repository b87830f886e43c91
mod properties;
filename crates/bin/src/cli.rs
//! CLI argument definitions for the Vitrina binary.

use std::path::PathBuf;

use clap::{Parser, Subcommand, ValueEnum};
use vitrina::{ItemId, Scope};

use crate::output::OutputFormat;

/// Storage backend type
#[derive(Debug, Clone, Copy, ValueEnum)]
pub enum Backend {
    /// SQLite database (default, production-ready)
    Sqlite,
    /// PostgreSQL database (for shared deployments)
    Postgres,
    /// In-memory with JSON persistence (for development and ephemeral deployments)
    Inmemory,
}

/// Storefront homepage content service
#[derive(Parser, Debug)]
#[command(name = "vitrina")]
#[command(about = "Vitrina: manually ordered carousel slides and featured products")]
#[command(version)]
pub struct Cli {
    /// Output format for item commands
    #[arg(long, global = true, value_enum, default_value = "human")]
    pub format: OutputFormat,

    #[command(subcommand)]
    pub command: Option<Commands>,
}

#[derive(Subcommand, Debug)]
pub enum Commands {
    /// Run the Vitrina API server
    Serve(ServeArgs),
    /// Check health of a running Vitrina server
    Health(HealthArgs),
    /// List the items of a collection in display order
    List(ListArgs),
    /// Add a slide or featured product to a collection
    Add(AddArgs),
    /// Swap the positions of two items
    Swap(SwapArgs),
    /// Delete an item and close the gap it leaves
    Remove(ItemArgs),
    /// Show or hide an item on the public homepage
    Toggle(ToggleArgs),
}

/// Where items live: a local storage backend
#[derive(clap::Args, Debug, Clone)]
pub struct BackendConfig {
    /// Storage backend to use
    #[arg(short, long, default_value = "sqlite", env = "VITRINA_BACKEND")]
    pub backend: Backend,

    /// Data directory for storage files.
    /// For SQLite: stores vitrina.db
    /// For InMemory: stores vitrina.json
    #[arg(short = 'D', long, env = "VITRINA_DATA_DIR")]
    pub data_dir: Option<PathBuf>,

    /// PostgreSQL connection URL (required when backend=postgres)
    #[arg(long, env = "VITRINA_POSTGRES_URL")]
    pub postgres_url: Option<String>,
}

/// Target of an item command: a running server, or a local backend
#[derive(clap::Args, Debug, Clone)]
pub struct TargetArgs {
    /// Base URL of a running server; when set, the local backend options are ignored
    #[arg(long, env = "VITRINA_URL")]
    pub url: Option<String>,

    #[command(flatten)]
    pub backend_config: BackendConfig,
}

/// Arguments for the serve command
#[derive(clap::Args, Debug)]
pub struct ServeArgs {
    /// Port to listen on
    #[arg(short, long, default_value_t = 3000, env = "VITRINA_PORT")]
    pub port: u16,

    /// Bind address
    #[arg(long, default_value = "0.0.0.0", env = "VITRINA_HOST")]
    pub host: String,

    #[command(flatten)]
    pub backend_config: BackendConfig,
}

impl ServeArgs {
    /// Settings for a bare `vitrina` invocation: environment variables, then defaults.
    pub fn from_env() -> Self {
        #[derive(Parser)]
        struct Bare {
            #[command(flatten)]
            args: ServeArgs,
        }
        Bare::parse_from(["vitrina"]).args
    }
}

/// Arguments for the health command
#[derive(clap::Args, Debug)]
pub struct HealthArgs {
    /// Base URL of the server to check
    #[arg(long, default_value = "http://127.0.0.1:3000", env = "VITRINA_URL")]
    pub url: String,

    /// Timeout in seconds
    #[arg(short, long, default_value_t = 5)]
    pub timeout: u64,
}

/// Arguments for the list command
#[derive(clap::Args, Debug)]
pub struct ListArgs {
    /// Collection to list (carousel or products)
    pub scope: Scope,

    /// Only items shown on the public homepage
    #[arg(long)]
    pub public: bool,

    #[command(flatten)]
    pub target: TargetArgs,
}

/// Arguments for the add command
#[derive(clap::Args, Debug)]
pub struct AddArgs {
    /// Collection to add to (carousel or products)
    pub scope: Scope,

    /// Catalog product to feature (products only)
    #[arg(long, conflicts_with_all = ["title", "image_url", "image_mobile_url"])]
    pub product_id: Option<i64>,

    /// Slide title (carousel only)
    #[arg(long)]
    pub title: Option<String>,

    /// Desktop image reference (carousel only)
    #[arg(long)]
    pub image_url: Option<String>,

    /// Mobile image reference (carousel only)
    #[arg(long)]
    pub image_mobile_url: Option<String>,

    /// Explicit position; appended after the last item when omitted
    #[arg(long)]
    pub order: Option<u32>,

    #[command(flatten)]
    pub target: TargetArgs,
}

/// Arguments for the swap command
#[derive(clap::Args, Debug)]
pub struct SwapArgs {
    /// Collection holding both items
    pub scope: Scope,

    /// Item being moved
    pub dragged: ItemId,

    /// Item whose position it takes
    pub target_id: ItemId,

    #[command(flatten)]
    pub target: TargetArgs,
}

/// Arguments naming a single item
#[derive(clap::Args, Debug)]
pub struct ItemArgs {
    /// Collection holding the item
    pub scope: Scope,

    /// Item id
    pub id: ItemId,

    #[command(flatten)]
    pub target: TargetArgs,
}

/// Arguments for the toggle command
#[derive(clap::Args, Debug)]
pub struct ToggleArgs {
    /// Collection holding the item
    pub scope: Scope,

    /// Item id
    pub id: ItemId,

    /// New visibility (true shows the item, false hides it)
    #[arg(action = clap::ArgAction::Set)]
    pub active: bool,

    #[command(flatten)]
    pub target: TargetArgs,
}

...

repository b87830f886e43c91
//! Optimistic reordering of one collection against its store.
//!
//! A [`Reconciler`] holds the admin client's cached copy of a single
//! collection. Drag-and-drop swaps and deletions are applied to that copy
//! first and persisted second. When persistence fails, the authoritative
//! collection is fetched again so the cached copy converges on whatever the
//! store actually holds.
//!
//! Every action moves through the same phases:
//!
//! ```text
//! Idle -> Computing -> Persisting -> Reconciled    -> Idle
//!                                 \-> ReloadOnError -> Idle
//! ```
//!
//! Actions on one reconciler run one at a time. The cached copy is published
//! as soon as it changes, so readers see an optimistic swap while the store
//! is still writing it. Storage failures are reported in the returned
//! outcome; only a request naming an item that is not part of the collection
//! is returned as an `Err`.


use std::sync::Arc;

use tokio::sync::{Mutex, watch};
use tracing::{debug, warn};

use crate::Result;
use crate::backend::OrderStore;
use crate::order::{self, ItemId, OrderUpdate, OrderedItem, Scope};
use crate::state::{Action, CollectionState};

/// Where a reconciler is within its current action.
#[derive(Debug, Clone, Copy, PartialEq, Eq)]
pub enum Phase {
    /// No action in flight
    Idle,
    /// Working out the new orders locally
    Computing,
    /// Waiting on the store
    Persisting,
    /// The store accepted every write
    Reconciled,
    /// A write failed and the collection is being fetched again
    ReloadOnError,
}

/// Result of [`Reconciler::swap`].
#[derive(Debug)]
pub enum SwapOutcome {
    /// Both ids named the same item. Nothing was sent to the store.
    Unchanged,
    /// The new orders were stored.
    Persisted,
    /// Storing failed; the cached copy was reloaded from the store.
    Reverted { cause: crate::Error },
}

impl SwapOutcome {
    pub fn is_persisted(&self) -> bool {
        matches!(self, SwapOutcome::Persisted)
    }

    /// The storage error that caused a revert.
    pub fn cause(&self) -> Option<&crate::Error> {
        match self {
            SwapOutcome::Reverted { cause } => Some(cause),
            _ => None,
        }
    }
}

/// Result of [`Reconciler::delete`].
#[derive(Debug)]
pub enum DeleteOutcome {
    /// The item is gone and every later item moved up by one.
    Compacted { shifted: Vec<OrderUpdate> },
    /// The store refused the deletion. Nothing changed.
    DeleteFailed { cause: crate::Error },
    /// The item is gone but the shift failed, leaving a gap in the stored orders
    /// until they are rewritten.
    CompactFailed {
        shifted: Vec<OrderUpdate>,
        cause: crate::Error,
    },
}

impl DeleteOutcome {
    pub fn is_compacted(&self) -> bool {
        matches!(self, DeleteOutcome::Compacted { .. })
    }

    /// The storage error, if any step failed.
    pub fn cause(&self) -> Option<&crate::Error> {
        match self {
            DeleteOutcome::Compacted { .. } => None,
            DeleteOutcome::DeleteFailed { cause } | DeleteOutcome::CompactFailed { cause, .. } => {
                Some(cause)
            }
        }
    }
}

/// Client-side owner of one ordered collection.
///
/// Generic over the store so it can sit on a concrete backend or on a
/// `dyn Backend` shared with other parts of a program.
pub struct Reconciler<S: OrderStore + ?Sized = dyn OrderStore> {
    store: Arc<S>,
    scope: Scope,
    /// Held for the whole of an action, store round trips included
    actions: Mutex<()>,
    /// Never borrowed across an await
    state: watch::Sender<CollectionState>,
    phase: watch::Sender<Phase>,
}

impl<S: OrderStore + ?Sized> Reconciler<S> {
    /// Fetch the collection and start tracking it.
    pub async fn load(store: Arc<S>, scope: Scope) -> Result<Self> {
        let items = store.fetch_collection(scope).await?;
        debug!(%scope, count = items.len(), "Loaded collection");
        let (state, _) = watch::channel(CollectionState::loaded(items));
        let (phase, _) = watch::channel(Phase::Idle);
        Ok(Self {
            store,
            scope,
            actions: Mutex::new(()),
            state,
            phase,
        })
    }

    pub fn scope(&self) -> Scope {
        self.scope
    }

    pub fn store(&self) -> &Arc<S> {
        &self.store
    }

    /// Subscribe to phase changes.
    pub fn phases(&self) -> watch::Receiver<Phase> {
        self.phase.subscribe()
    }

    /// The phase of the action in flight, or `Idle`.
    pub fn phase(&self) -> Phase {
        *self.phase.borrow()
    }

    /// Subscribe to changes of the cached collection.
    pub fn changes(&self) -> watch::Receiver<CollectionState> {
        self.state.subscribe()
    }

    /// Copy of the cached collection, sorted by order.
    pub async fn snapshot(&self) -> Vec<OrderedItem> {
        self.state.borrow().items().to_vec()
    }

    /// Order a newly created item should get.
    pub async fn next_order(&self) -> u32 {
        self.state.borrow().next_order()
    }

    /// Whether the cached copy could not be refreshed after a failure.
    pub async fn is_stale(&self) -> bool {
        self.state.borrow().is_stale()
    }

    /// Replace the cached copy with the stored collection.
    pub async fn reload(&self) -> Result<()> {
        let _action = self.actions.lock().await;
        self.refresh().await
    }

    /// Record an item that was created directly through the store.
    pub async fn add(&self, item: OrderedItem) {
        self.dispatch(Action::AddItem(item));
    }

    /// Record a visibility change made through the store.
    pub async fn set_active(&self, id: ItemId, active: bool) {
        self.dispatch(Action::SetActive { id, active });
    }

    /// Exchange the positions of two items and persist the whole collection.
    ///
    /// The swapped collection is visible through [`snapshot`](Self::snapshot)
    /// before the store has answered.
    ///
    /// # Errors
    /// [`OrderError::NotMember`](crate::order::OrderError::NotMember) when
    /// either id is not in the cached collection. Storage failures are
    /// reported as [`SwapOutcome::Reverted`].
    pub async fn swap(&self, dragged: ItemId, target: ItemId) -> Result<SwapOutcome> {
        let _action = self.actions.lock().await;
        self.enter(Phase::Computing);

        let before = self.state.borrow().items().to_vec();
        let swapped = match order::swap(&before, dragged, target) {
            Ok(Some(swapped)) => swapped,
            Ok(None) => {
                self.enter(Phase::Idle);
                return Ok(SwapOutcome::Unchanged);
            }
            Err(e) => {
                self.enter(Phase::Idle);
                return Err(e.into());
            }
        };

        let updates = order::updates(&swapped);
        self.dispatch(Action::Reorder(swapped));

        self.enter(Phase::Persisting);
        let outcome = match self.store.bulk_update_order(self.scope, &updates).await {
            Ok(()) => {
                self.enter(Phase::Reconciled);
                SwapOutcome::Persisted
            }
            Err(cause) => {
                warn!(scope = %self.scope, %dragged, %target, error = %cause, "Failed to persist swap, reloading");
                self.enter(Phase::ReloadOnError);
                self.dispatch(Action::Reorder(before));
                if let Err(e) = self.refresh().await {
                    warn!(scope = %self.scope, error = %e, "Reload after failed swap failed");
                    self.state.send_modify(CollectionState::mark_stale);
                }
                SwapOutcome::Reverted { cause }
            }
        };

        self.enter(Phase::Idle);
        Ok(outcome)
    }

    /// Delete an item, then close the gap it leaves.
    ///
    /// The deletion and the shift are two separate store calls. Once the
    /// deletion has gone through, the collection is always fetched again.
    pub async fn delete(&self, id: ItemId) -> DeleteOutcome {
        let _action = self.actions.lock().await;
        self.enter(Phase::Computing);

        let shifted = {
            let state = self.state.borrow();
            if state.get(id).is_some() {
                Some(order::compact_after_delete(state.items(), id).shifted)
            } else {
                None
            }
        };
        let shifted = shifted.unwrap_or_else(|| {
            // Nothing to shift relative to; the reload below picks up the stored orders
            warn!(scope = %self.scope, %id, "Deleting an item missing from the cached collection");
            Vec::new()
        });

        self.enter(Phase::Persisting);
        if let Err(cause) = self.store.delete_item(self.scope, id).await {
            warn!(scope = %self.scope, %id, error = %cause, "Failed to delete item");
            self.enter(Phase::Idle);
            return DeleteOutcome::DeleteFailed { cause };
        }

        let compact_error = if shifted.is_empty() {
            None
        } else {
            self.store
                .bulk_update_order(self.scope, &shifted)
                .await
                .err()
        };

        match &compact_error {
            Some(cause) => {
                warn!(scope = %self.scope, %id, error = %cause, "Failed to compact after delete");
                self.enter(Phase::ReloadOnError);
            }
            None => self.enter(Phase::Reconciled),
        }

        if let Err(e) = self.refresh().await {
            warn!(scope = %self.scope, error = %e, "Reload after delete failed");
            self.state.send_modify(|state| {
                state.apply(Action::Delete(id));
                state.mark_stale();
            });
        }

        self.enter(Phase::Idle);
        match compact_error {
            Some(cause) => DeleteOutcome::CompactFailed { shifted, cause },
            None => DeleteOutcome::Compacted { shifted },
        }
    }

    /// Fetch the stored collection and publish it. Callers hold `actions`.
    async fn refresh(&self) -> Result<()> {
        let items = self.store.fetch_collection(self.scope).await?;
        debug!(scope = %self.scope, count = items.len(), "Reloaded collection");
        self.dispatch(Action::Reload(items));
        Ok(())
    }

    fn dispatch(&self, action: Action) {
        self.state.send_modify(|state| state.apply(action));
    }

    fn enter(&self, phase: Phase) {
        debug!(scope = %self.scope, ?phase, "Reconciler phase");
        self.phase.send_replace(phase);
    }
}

▶ _About this exercise_
Go through the data and show each line that holds "then".

▶ _Answer for this exercise_
    /// Settings for a bare `vitrina` invocation: environment variables, then defaults.
    /// Delete an item, then close the gap it leaves.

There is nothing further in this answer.